Expert police pension solicitor Mark Lake advises on the argument that a recording, covert or otherwise, may not be admissible in legal proceedings:
I do not think such an argument can possibly succeed for 2 reasons. First, the SMP is acting as a public law decision maker in this interview and not as a treating doctor.
Second, any confidentiality in the consultation belongs to the patient and not the doctor.
Although a SMP may be considered to act in a quasi-judicial way, that is solely because any decisions made are binding unless appealed. By decisions we mean only those a SMP is tasked to make under the Regulations. A SMP is not a judge and does not have the powers of a court.
Essentially a medical interview or examination for pension purposes under the Regulations is just that – a doctor’s consultation with a person who they must respect as having the status of patient. The doctor must abide by the ethics of their profession and also with the law, with particular regard to the Access to Medical Reports Act 1988 and the General Data Protection Regulations.
Is the view of IODPA on the recording of these sessions a lone one? It seems not, for we can turn to the combined wisdom of the General Medical Council and to the Medical Defence Union, the Medical Protection Society and the Medical and Dental Defence Union of Scotland for their opinions.
All of these organisations recommend that doctors raise no objections to a patient recoding any interaction with them.
The GMC has confirmed there exists a doctor/patient relationship when a doctor is conducting a medical examination or interview for an employer or pension scheme manager. SMPs are obliged to follow GMC guidelines and advice, as failure to do so opens the door to civil claims and to complaints to the GMC.
In its guidance on good medical practice, the GMC states:
You must give patients the information they want or need to know in a way they can understand. You should make sure that arrangements are made, wherever possible, to meet patients’ language and communication needs.
Clearly, this is an endorsement of patients making recordings, which allow them to obtain the information they need in a form which enables considered analysis of the information.
The Medical Defence Union offered its opinion in its publication ‘Good Practice’  The article says:
By recording a consultation to listen to again later, patients are less likely to miss something important.
It would be a mistake to think they are trying to catch you out or that a complaint or claim will inevitably follow. If you are concerned that the patient’s actions are a sign they do not trust you, you may want to discuss this with them at a later date, but recording a consultation is not itself sufficient reason to end your professional relationship with them.
The Medical Protection Society gave its opinion in its publication ‘Practice Matters’  The article says:
A recording would potentially provide even more detail to support the doctor’s professional position.
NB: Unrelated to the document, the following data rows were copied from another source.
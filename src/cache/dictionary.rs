//! Concurrent name <-> code dictionary.
//!
//! Agents report application codes and operation names once, receive a
//! numeric code back, and from then on send only the code. This table
//! stores each name once and hands out stable codes starting at 1; code 0
//! is reserved for "no code".

use super::DictionaryCache;
use dashmap::DashMap;
use parking_lot::RwLock;
use std::sync::atomic::{AtomicI32, Ordering};
use std::sync::Arc;

/// Name registry with lock-free lookups by name.
pub struct Dictionary {
    /// Forward mapping: name -> code
    table: DashMap<Arc<str>, i32>,
    /// Reverse mapping: code -> name, indexed by code
    reverse: RwLock<Vec<Arc<str>>>,
    next_code: AtomicI32,
}

impl Dictionary {
    /// Create a new dictionary with initial capacity
    pub fn new() -> Self {
        Self::with_capacity(1024)
    }

    /// Create with specified initial capacity
    pub fn with_capacity(capacity: usize) -> Self {
        let mut reverse = Vec::with_capacity(capacity);
        // Code 0 is the null value
        reverse.push(Arc::from(""));

        Self {
            table: DashMap::with_capacity(capacity),
            reverse: RwLock::new(reverse),
            next_code: AtomicI32::new(1),
        }
    }

    /// Create a dictionary registering `names` in order, so the first gets code 1
    pub fn from_names<I, S>(names: I) -> Self
    where
        I: IntoIterator<Item = S>,
        S: AsRef<str>,
    {
        let dictionary = Self::new();
        for name in names {
            dictionary.register(name.as_ref());
        }
        dictionary
    }

    /// Register a name and get its code, reusing the existing code if known
    #[inline]
    pub fn register(&self, name: &str) -> i32 {
        if let Some(entry) = self.table.get(name) {
            return *entry.value();
        }

        self.register_slow(name)
    }

    #[cold]
    fn register_slow(&self, name: &str) -> i32 {
        let arc_name: Arc<str> = Arc::from(name);

        // Reserve the reverse slot while holding the write lock so codes
        // match their position.
        let mut reverse = self.reverse.write();
        match self.table.entry(Arc::clone(&arc_name)) {
            dashmap::mapref::entry::Entry::Occupied(e) => *e.get(),
            dashmap::mapref::entry::Entry::Vacant(e) => {
                let code = self.next_code.fetch_add(1, Ordering::Relaxed);
                e.insert(code);
                reverse.push(arc_name);
                code
            },
        }
    }

    /// Name registered under `code`
    #[inline]
    pub fn name(&self, code: i32) -> Option<Arc<str>> {
        if code <= 0 {
            return None;
        }
        let reverse = self.reverse.read();
        usize::try_from(code).ok().and_then(|idx| reverse.get(idx).cloned())
    }

    /// Code registered for `name`
    pub fn code(&self, name: &str) -> Option<i32> {
        self.table.get(name).map(|entry| *entry.value())
    }

    /// Number of registered names
    #[inline]
    pub fn len(&self) -> usize {
        self.table.len()
    }

    /// True if nothing has been registered
    pub fn is_empty(&self) -> bool {
        self.table.is_empty()
    }
}

impl Default for Dictionary {
    fn default() -> Self {
        Self::new()
    }
}

impl DictionaryCache for Dictionary {
    fn get(&self, code: i32) -> Option<String> {
        self.name(code).map(|name| name.to_string())
    }
}
//! Segment storage collaborators.
//!
//! The trace stack reads through two lookups: global trace id to segment
//! ids, and segment id to segment body. Any backing store implementing
//! [`GlobalTraceDao`] and [`SegmentDao`] can serve it; the in-memory store
//! here backs the CLI and tests.

pub mod backend;
pub mod fixture;
pub mod memory;

// Re-export commonly used types
pub use backend::{GlobalTraceDao, SegmentDao};
pub use fixture::{Fixture, FixtureSegment};
pub use memory::InMemoryTraceStore;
There should be no reason therefore why you should have anything to fear from such a recording.
A patient does not require your permission to record a consultation. The content of the recording is
confidential to the patient, not the doctor so the patient can do what they wish with it. This could include disclosing it to third parties, or even posting the recording on the internet.
In a press release dated 2nd July 2015 , the Medical and Dental Defence Union of Scotland stated:
In an ideal world, patients would not feel the need to covertly record a consultation and would be open about it, says Dr Peddie, however, doctors should not necessarily feel threatened when they become aware of a recording. Indeed, a recording may be helpful in avoiding misunderstandings.
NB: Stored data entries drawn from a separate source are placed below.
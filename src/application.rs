//! Wires storage, dictionaries, trace stack and identifier generation together.

use crate::api;
use crate::cache::{CachedLookup, Dictionary};
use crate::core::{Config, Result};
use crate::ids::{GlobalIdGenerator, InstanceRegistry};
use crate::stack::TraceStackService;
use crate::storage::{Fixture, InMemoryTraceStore};
use std::sync::Arc;

/// Main application struct that owns every component of tracestack.
pub struct Application {
    /// Segment store serving the stack lookups
    store: Arc<InMemoryTraceStore>,
    /// Application code dictionary
    applications: Arc<Dictionary>,
    /// Service name dictionary
    service_names: Arc<Dictionary>,
    /// Trace stack reconstruction
    stack: TraceStackService,
    /// Identifier generator for this process
    ids: GlobalIdGenerator,
    /// Application configuration
    config: Config,
}

impl Application {
    /// Create an application from `config`, loading the configured fixture if any.
    pub async fn bootstrap(config: Config) -> Result<Self> {
        let store = Arc::new(InMemoryTraceStore::new());
        let applications = Arc::new(Dictionary::new());
        let service_names = Arc::new(Dictionary::new());

        if let Some(path) = &config.storage.fixture {
            Fixture::from_file(path)
                .await?
                .apply(&store, &applications, &service_names);
        }

        let cache_size = config.storage.dictionary_cache_size;
        let stack = TraceStackService::new(
            store.clone(),
            store.clone(),
            Arc::new(CachedLookup::new(Arc::clone(&applications), cache_size)),
            Arc::new(CachedLookup::new(Arc::clone(&service_names), cache_size)),
        )
        .with_config(&config);

        tracing::info!(
            segments = store.segment_count(),
            traces = store.trace_count(),
            "application initialized"
        );

        Ok(Self {
            store,
            applications,
            service_names,
            stack,
            ids: GlobalIdGenerator::new(InstanceRegistry::from_config(&config.agent)),
            config,
        })
    }

    /// Serve the read API until shutdown.
    pub async fn run(self) -> Result<()> {
        api::start_server(self.stack, &self.config.server).await
    }

    /// Get a reference to the segment store.
    pub fn store(&self) -> &Arc<InMemoryTraceStore> {
        &self.store
    }

    /// Get a reference to the application code dictionary.
    pub fn applications(&self) -> &Arc<Dictionary> {
        &self.applications
    }

    /// Get a reference to the service name dictionary.
    pub fn service_names(&self) -> &Arc<Dictionary> {
        &self.service_names
    }

    /// Get a reference to the trace stack service.
    pub fn stack(&self) -> &TraceStackService {
        &self.stack
    }

    /// Get a reference to the identifier generator.
    pub fn ids(&self) -> &GlobalIdGenerator {
        &self.ids
    }

    /// Get a reference to the configuration.
    pub fn config(&self) -> &Config {
        &self.config
    }
}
So there we have it. Recording of medical interviews and examinations for any purpose concerning pensions or ill health retirement is lawful, and is encouraged by doctor’s professional organisations.
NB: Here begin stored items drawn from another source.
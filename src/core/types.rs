use serde::{Deserialize, Serialize};
use std::fmt;

/// Separator between a segment id and a span id in a segment span key.
pub const SEGMENT_SPAN_SPLIT: &str = "S";

/// Separator between the numeric parts of a [`UniqueId`] rendered as a segment id.
pub const ID_PART_SPLIT: &str = ".";

/// Separator between the application id and the name in a service name dictionary entry.
pub const ID_SPLIT: &str = "_";

/// Local parent span id meaning "no parent within this segment".
pub const NO_PARENT_SPAN_ID: i32 = -1;

/// Multi-part identifier carried by segments and segment references.
#[derive(Debug, Clone, PartialEq, Eq, Hash, Default, Serialize, Deserialize)]
#[serde(rename_all = "camelCase")]
pub struct UniqueId {
    /// Numeric parts of the identifier, most significant first
    pub id_parts: Vec<i64>,
}

impl UniqueId {
    /// Creates a unique id from its parts
    pub fn new(id_parts: Vec<i64>) -> Self {
        Self { id_parts }
    }

    /// Renders the id as a segment id string, parts joined by `.`
    pub fn to_segment_id(&self) -> String {
        self.id_parts
            .iter()
            .map(i64::to_string)
            .collect::<Vec<_>>()
            .join(ID_PART_SPLIT)
    }
}

impl fmt::Display for UniqueId {
    fn fmt(&self, f: &mut fmt::Formatter<'_>) -> fmt::Result {
        f.write_str(&self.to_segment_id())
    }
}

/// A raw span as recorded by an agent inside a segment.
#[derive(Debug, Clone, PartialEq, Serialize, Deserialize)]
#[serde(rename_all = "camelCase")]
pub struct SpanObject {
    /// Span id, unique within its segment
    pub span_id: i32,
    /// Local parent span id, `-1` for the first span of the segment
    pub parent_span_id: i32,
    /// Start time in milliseconds
    pub start_time: i64,
    /// End time in milliseconds
    pub end_time: i64,
    /// Inline operation name, used when no dictionary code was assigned
    #[serde(default)]
    pub operation_name: String,
    /// Service name dictionary code, `0` when unassigned
    #[serde(default)]
    pub operation_name_id: i32,
}

impl SpanObject {
    /// Creates a span without an operation name
    pub fn new(span_id: i32, parent_span_id: i32, start_time: i64, end_time: i64) -> Self {
        Self {
            span_id,
            parent_span_id,
            start_time,
            end_time,
            operation_name: String::new(),
            operation_name_id: 0,
        }
    }

    /// Sets the inline operation name
    pub fn with_operation_name<S: Into<String>>(mut self, name: S) -> Self {
        self.operation_name = name.into();
        self
    }

    /// Sets the service name dictionary code
    pub fn with_operation_name_id(mut self, code: i32) -> Self {
        self.operation_name_id = code;
        self
    }

    /// Returns true if this span has no local parent
    pub fn is_segment_entry(&self) -> bool {
        self.parent_span_id == NO_PARENT_SPAN_ID
    }
}

/// Reference from a segment to the span that called it in another segment.
#[derive(Debug, Clone, PartialEq, Eq, Serialize, Deserialize)]
#[serde(rename_all = "camelCase")]
pub struct TraceSegmentReference {
    /// Id of the segment holding the calling span
    pub parent_trace_segment_id: UniqueId,
    /// Id of the calling span inside that segment
    pub parent_span_id: i32,
}

/// A segment: the spans one process recorded for one trace.
#[derive(Debug, Clone, PartialEq, Serialize, Deserialize)]
#[serde(rename_all = "camelCase")]
pub struct TraceSegmentObject {
    /// Segment id
    pub trace_segment_id: UniqueId,
    /// Owning application id
    #[serde(default)]
    pub application_id: i32,
    /// Owning application instance id
    #[serde(default)]
    pub application_instance_id: i32,
    /// Spans in recording order
    #[serde(default)]
    pub spans: Vec<SpanObject>,
    /// Cross-segment references
    #[serde(default)]
    pub refs: Vec<TraceSegmentReference>,
}

impl TraceSegmentObject {
    /// Creates an empty segment
    pub fn new(trace_segment_id: UniqueId, application_id: i32) -> Self {
        Self {
            trace_segment_id,
            application_id,
            application_instance_id: 0,
            spans: Vec::new(),
            refs: Vec::new(),
        }
    }

    /// Appends a span
    pub fn with_span(mut self, span: SpanObject) -> Self {
        self.spans.push(span);
        self
    }

    /// Appends a reference to a parent span in another segment
    pub fn with_ref(mut self, parent_trace_segment_id: UniqueId, parent_span_id: i32) -> Self {
        self.refs.push(TraceSegmentReference {
            parent_trace_segment_id,
            parent_span_id,
        });
        self
    }

    /// Returns the segment id string
    pub fn segment_id(&self) -> String {
        self.trace_segment_id.to_segment_id()
    }
}

/// Builds the key identifying a span across all segments of a trace.
pub fn segment_span_key(segment_id: &str, span_id: i32) -> String {
    format!("{segment_id}{SEGMENT_SPAN_SPLIT}{span_id}")
}

/// A span of a reconstructed trace stack, as returned to readers.
#[derive(Debug, Clone, PartialEq, Eq, Serialize, Deserialize)]
#[serde(rename_all = "camelCase")]
pub struct TraceStackSpan {
    /// Span id within its segment
    pub span_id: i32,
    /// Parent span id, local or taken from a segment reference
    pub parent_span_id: i32,
    /// Segment id + span id
    pub segment_span_id: String,
    /// Segment id + span id of the parent, possibly in another segment
    pub segment_parent_span_id: String,
    /// Start time, relative to the earliest span once the stack is assembled
    pub start_time: i64,
    /// Resolved operation name
    pub operation_name: String,
    /// Resolved application code
    pub application_code: String,
    /// Duration in milliseconds, at least 1
    pub cost: i64,
    /// True if no span in the stack is this span's parent
    pub is_root: bool,
}

#[cfg(test)]
mod tests {
    use super::*;

    #[test]
    fn test_unique_id_rendering() {
        let id = UniqueId::new(vec![2, 35, 15_000_000_000_003]);
        assert_eq!(id.to_segment_id(), "2.35.15000000000003");
        assert_eq!(UniqueId::default().to_segment_id(), "");
    }

    #[test]
    fn test_segment_span_key() {
        assert_eq!(segment_span_key("1.2.3", 0), "1.2.3S0");
        assert_eq!(segment_span_key("1.2.3", -1), "1.2.3S-1");
    }

    #[test]
    fn test_stack_span_json_fields() {
        let span = TraceStackSpan {
            span_id: 1,
            parent_span_id: 0,
            segment_span_id: "s1S1".to_string(),
            segment_parent_span_id: "s1S0".to_string(),
            start_time: 0,
            operation_name: "/orders".to_string(),
            application_code: "gateway".to_string(),
            cost: 1,
            is_root: false,
        };

        let json = serde_json::to_value(&span).unwrap();
        for field in [
            "spanId",
            "parentSpanId",
            "segmentSpanId",
            "segmentParentSpanId",
            "startTime",
            "operationName",
            "applicationCode",
            "cost",
            "isRoot",
        ] {
            assert!(json.get(field).is_some(), "missing field {field}");
        }
    }

    #[test]
    fn test_segment_json_defaults() {
        let json = r#"{"traceSegmentId":{"idParts":[1,2,3]},"spans":[{"spanId":0,"parentSpanId":-1,"startTime":10,"endTime":20}]}"#;
        let segment: TraceSegmentObject = serde_json::from_str(json).unwrap();
        assert_eq!(segment.segment_id(), "1.2.3");
        assert!(segment.refs.is_empty());
        assert!(segment.spans[0].is_segment_entry());
        assert_eq!(segment.spans[0].operation_name_id, 0);
    }
}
SMPs should take careful note of this and accept that an accurate record is essential to ensure errors of law or fact can be revealed and dealt with without the need to take matters to a PMAB.
As for PMABs, then IODPA urges the Home Office to make provision for official recording of everything said and done during an appeal hearing and to advise PMABs not to obstruct appellants or their legal representatives who wish to make recordings.